**Exercise instructions**
Reproduce verbatim only the lines from the one containing "pub mod output;" through the last line below, both included.

**Task data**
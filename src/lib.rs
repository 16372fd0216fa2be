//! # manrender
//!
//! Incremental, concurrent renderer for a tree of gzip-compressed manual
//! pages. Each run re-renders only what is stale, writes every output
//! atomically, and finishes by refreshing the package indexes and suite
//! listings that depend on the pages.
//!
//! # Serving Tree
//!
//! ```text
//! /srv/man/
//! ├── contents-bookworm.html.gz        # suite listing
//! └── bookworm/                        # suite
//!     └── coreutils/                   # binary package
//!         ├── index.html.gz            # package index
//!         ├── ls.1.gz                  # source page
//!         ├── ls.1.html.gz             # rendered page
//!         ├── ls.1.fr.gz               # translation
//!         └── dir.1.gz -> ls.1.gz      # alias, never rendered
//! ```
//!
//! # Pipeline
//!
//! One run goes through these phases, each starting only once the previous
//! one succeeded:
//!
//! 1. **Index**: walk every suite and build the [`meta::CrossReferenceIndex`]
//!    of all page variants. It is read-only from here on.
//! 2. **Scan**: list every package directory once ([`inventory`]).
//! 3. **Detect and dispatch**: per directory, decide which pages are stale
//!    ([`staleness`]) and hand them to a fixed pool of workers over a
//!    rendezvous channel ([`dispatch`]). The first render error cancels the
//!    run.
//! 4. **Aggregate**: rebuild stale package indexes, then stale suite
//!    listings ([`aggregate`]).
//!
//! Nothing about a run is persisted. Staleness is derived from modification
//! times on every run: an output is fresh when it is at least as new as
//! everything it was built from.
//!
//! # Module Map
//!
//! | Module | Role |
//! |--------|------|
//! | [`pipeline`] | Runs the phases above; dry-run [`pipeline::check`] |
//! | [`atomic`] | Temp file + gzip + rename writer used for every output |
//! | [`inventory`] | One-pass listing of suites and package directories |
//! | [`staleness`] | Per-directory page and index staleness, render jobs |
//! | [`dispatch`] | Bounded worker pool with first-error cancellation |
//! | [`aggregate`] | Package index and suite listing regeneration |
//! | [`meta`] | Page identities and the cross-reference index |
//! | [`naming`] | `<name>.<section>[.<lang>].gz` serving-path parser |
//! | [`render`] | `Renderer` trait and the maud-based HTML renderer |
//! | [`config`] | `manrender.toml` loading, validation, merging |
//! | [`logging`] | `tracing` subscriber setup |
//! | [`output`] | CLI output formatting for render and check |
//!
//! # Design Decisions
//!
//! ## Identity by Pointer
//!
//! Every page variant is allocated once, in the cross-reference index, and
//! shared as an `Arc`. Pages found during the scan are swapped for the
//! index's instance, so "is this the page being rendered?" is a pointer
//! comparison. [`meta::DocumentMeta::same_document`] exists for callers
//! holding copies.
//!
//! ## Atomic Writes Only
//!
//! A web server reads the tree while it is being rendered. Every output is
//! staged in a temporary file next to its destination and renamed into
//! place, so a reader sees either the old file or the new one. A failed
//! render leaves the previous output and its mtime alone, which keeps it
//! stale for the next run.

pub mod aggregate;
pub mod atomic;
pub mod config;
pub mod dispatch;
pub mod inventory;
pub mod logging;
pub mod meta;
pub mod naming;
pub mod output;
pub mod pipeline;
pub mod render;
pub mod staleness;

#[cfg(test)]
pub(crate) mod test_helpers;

**Response area**
pub mod output;
pub mod pipeline;
pub mod render;
pub mod staleness;

#[cfg(test)]
pub(crate) mod test_helpers;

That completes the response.